I have a power user compute with a single driver node and I’m trying to parallelize forecasting across multiple series by aggregating the data and doing a groupBy and then an apply on the groupBy.
The forecasting function is passed as an pandas UDF to the apply function.
from pyspark.sql.functions import pandas_udf, PandasUDFType
from pyspark.sql.types import *
result_schema =StructType([
StructField('ts',DateType()),
StructField('env',StringType()),
StructField('source',StringType()),
StructField('granularity',StringType()),
StructField('exog',StringType()),
StructField('target',FloatType()),
StructField('forecast',FloatType())
])
@pandas_udf( result_schema, PandasUDFType.GROUPED_MAP )
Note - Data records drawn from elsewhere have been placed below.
use std::fs;

use crate::common::{
    make_temp_dir, normalized_lines, read_log_contents, run_with_input, write_config,
    write_valid_config,
};

#[test]
fn config_command_lists_every_key() {
    let dir = make_temp_dir("config");
    write_valid_config(&dir);

    let output = run_with_input(&dir, "config\nexit\n");
    assert!(output.status.success());

    let stdout = normalized_lines(&output.stdout);
    assert!(stdout.iter().any(|l| l == "CONFIG"), "stdout: {stdout:?}");
    for key in [
        "DEFAULT_VIEW",
        "PIXELS_PER_HOUR",
        "SNAP_MINUTES",
        "QUICK_ADD_MINUTES",
        "MONTH_CELL_LIMIT",
        "FILE_LOGGING_ENABLED",
    ] {
        assert!(
            stdout.iter().any(|l| l.starts_with(key)),
            "missing {key} in {stdout:?}"
        );
    }
}

#[test]
fn set_persists_to_config_file() {
    let dir = make_temp_dir("config");
    write_valid_config(&dir);

    let output = run_with_input(&dir, "set SNAP_MINUTES 30\nexit\n");
    assert!(output.status.success());

    let stdout = normalized_lines(&output.stdout);
    assert!(
        stdout.iter().any(|l| l == "SNAP_MINUTES set to 30."),
        "stdout: {stdout:?}"
    );

    let saved: serde_json::Value =
        serde_json::from_str(&fs::read_to_string(dir.join("config.json")).unwrap()).unwrap();
    assert_eq!(saved["snap_minutes"]["value"], 30);
    assert_eq!(saved["snap_minutes"]["description"], "Snap step");
}

#[test]
fn invalid_setting_is_reported_and_logged() {
    let dir = make_temp_dir("config");
    write_valid_config(&dir);

    let output = run_with_input(&dir, "set BOGUS 1\nexit\n");
    assert!(output.status.success());

    let stderr = normalized_lines(&output.stderr);
    assert!(
        stderr
            .iter()
            .any(|l| l.contains("Unknown configuration key 'BOGUS'")),
        "stderr: {stderr:?}"
    );
    let log = read_log_contents(&dir).expect("log file should exist");
    assert!(log.contains("Command failed for 'set BOGUS 1'"));
}

#[test]
fn file_logging_disabled_writes_no_log() {
    let dir = make_temp_dir("config");
    write_config(&dir, "week", false);

    let output = run_with_input(&dir, "t\nexit\n");
    assert!(output.status.success());
    assert!(read_log_contents(&dir).is_none());
}
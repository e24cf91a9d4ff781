use crate::core::models::BaseEvent;
use crate::core::repository::Repository;
use crate::errors::Result;
use serde::{Deserialize, Serialize};
use std::fs;
use std::path::{Path, PathBuf};

#[derive(Debug, Default, Serialize, Deserialize)]
pub struct EventsFile {
    #[serde(default)]
    pub events: Vec<BaseEvent>,
}

pub fn save_events(events: &Repository<BaseEvent>, path: &Path) -> Result<PathBuf> {
    let file = EventsFile {
        events: events.values().into_iter().cloned().collect(),
    };

    if let Some(parent) = path.parent() {
        if !parent.as_os_str().is_empty() {
            fs::create_dir_all(parent)?;
        }
    }

    let contents = serde_json::to_string_pretty(&file)?;
    fs::write(path, contents)?;
    Ok(path.to_path_buf())
}

/// Events stored at `path`; a missing file reads as empty.
pub fn load_events(path: &Path) -> Result<Vec<BaseEvent>> {
    if !path.exists() {
        return Ok(Vec::new());
    }
    let contents = fs::read_to_string(path)?;
    let file: EventsFile = serde_json::from_str(&contents)?;
    Ok(file.events)
}
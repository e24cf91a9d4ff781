use std::str::FromStr;

use strum::IntoEnumIterator;

use crate::errors::{Error, Result};

trait EnumValidCsv: IntoEnumIterator + AsRef<str> + Sized {
    fn valid_csv() -> String {
        Self::iter()
            .map(|v| v.as_ref().to_owned())
            .collect::<Vec<_>>()
            .join(", ")
    }
}
impl<T> EnumValidCsv for T where T: IntoEnumIterator + AsRef<str> + Sized {}

pub fn valid_csv<T>() -> String
where
    T: IntoEnumIterator + AsRef<str> + Sized,
{
    <T as EnumValidCsv>::valid_csv()
}

/// Parse a strum enum, reporting the valid names on failure.
/// `what` is the human name used in the message ("view mode", "category").
pub fn parse_named<T>(s: &str, what: &str) -> Result<T>
where
    T: FromStr + IntoEnumIterator + AsRef<str>,
{
    T::from_str(s.trim()).map_err(|_| {
        Error::Parse(format!(
            "Invalid {what}: '{}'. Valid values: {}",
            s.trim(),
            valid_csv::<T>()
        ))
    })
}
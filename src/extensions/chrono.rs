use chrono::{Datelike, Months, NaiveDate, NaiveDateTime, NaiveTime, Timelike};

/// Calendar-grid arithmetic on plain dates. Weeks start on Sunday.
pub trait NaiveDateExt {
    /// Sunday on or before this date.
    fn week_start(self) -> NaiveDate;
    /// Saturday on or after this date.
    fn week_end(self) -> NaiveDate;
    fn first_of_month(self) -> NaiveDate;
    fn last_of_month(self) -> NaiveDate;
    /// Shift by whole months, clamping the day to the target month's length.
    fn shift_months(self, delta: i32) -> NaiveDate;
    fn midnight(self) -> NaiveDateTime;
    /// 0 for Sunday through 6 for Saturday.
    fn column_from_sunday(self) -> u32;
}

impl NaiveDateExt for NaiveDate {
    fn week_start(self) -> NaiveDate {
        self - chrono::Duration::days(self.column_from_sunday() as i64)
    }

    fn week_end(self) -> NaiveDate {
        self + chrono::Duration::days(6 - self.column_from_sunday() as i64)
    }

    fn first_of_month(self) -> NaiveDate {
        self.with_day(1).unwrap_or(self)
    }

    fn last_of_month(self) -> NaiveDate {
        self.first_of_month()
            .checked_add_months(Months::new(1))
            .and_then(|next| next.pred_opt())
            .unwrap_or(self)
    }

    fn shift_months(self, delta: i32) -> NaiveDate {
        let months = Months::new(delta.unsigned_abs());
        let shifted = if delta >= 0 {
            self.checked_add_months(months)
        } else {
            self.checked_sub_months(months)
        };
        shifted.unwrap_or(self)
    }

    fn midnight(self) -> NaiveDateTime {
        self.and_time(NaiveTime::MIN)
    }

    fn column_from_sunday(self) -> u32 {
        self.weekday().num_days_from_sunday()
    }
}

pub trait NaiveDateTimeExt {
    /// Milliseconds since the epoch, reading the wall-clock value as UTC.
    fn epoch_millis(self) -> i64;
    fn minutes_since_midnight(self) -> u32;
    fn is_midnight(self) -> bool;
}

impl NaiveDateTimeExt for NaiveDateTime {
    fn epoch_millis(self) -> i64 {
        self.and_utc().timestamp_millis()
    }

    fn minutes_since_midnight(self) -> u32 {
        self.hour() * 60 + self.minute()
    }

    fn is_midnight(self) -> bool {
        self.time() == NaiveTime::MIN
    }
}
use terminal_size::{Width, terminal_size};

use crate::ui::ansi::ESC_BYTE;
type ByteIter<'a> = std::iter::Peekable<std::str::Bytes<'a>>;

/// Column math for styled strings.
#[derive(Debug, Default, Clone)]
pub struct WidthUtil;

impl WidthUtil {
    pub(crate) fn strip_ansi(s: &str) -> String {
        let mut out = Vec::with_capacity(s.len());
        let mut bytes = s.bytes().peekable();

        while let Some(byte) = bytes.next() {
            if byte == ESC_BYTE && matches!(bytes.peek(), Some(b'[')) {
                Self::consume_csi(&mut bytes);
                continue;
            }
            out.push(byte);
        }
        String::from_utf8_lossy(&out).into_owned()
    }

    fn consume_csi(bytes: &mut ByteIter<'_>) {
        let _ = bytes.next(); // '['
        for b in bytes.by_ref() {
            if b.is_ascii_alphabetic() {
                break;
            }
        }
    }

    pub fn visible_width(&self, s: &str) -> usize {
        Self::strip_ansi(s).chars().count()
    }

    pub fn pad_visible(&self, s: &str, width: usize) -> String {
        let w = self.visible_width(s);
        if w >= width {
            s.to_string()
        } else {
            format!("{s}{}", " ".repeat(width - w))
        }
    }

    /// Plain text cut to `width` columns, ending in `…` when shortened.
    pub fn truncate(&self, s: &str, width: usize) -> String {
        let plain = Self::strip_ansi(s);
        if plain.chars().count() <= width {
            return plain;
        }
        if width == 0 {
            return String::new();
        }
        let mut out: String = plain.chars().take(width - 1).collect();
        out.push('…');
        out
    }

    /// Truncate then pad, so every cell is exactly `width` columns.
    pub fn fit(&self, s: &str, width: usize) -> String {
        self.pad_visible(&self.truncate(s, width), width)
    }

    /// Best-effort terminal width (defaults to 80).
    pub fn terminal_width(&self) -> usize {
        if let Some((Width(w), _)) = terminal_size() {
            w as usize
        } else {
            80
        }
    }

    /// Left padding to center a box of `content_width` inside the terminal.
    pub fn center_pad(&self, content_width: usize) -> usize {
        self.terminal_width().saturating_sub(content_width) / 2
    }
}
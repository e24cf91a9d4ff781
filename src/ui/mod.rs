pub mod ansi;
pub mod chrome;
pub mod display_data;
pub mod display_manager;
mod table_printer;
#[cfg(test)]
mod tests;
mod width_util;
use crate::core::models::{BaseEvent, EventDraft, EventPatch};
use crate::core::persist;
use crate::core::repository::Repository;
use crate::errors::{Error, Result};
use std::path::{Path, PathBuf};

/// Persistence collaborator the calendar reads from and writes mutations to.
pub trait EventStore {
    fn fetch(&self) -> Result<Vec<BaseEvent>>;
    fn get(&self, id: i32) -> Result<BaseEvent>;
    fn create(&mut self, draft: EventDraft) -> Result<BaseEvent>;
    fn update(&mut self, id: i32, patch: &EventPatch) -> Result<BaseEvent>;
    fn delete(&mut self, id: i32) -> Result<()>;
}

/// Repository-backed store, optionally mirrored to a JSON file after every change.
/// A change that cannot be written is undone in memory too.
#[derive(Debug, Default)]
pub struct EventRepository {
    events: Repository<BaseEvent>,
    path: Option<PathBuf>,
}

impl EventRepository {
    pub fn new() -> Self {
        Self::default()
    }

    /// Load `path` (missing file is fine) and keep writing back to it.
    pub fn open(path: &Path) -> Result<Self> {
        let mut events = Repository::new();
        for event in persist::load_events(path)? {
            validate(&event)?;
            events.insert_with_id(event)?;
        }
        Ok(Self {
            events,
            path: Some(path.to_path_buf()),
        })
    }

    pub fn path(&self) -> Option<&Path> {
        self.path.as_deref()
    }

    pub fn len(&self) -> usize {
        self.events.len()
    }

    pub fn is_empty(&self) -> bool {
        self.events.is_empty()
    }

    fn flush(&self) -> Result<()> {
        if let Some(path) = &self.path {
            persist::save_events(&self.events, path)?;
        }
        Ok(())
    }
}

fn validate(event: &BaseEvent) -> Result<()> {
    if event.title.trim().is_empty() {
        return Err(Error::mutation("Event title cannot be empty."));
    }
    if event.end < event.start {
        return Err(Error::mutation(format!(
            "Event '{}' ends before it starts ({} < {}).",
            event.title,
            event.end.format("%Y-%m-%d %H:%M"),
            event.start.format("%Y-%m-%d %H:%M")
        )));
    }
    Ok(())
}

impl EventStore for EventRepository {
    fn fetch(&self) -> Result<Vec<BaseEvent>> {
        Ok(self
            .events
            .values()
            .into_iter()
            .cloned()
            .collect())
    }

    fn get(&self, id: i32) -> Result<BaseEvent> {
        self.events.get(id).cloned()
    }

    fn create(&mut self, draft: EventDraft) -> Result<BaseEvent> {
        let event = draft.into_event();
        validate(&event)?;
        let created = self.events.insert(event).clone();
        if let Err(e) = self.flush() {
            self.events.delete(created.id)?;
            return Err(e);
        }
        Ok(created)
    }

    fn update(&mut self, id: i32, patch: &EventPatch) -> Result<BaseEvent> {
        let mut updated = self.events.get(id)?.clone();
        updated.apply(patch);
        validate(&updated)?;
        let previous = std::mem::replace(self.events.get_mut(id)?, updated.clone());
        if let Err(e) = self.flush() {
            *self.events.get_mut(id)? = previous;
            return Err(e);
        }
        Ok(updated)
    }

    fn delete(&mut self, id: i32) -> Result<()> {
        let removed = self.events.delete(id)?;
        if let Err(e) = self.flush() {
            self.events.insert_with_id(removed)?;
            return Err(e);
        }
        Ok(())
    }
}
def greykite_forecast(df):
# df -> partitioned df
# Forecasting
return forecast # Follows result_schema
agg_df = spark.read.csv('agg_data.csv',header=True,inferSchema=True)
env_source_history = (
agg_df
.repartition(sc.defaultParallelism, ['env', 'source', 'granularity','exog'])
).cache()
results = (
env_source_history
.groupBy('env', 'source', 'granularity','exog')
.apply(greykite_forecast)
)
display(results)
The driver node has 16 cores, I expected that Spark would distribute the work among all the cores parallelly but soon I realized that the job was being executed serially. I looked around and found that there was only a single executor. So I tried changing that by adding spark.executor.cores 1
to the spark config file, but this didn’t help.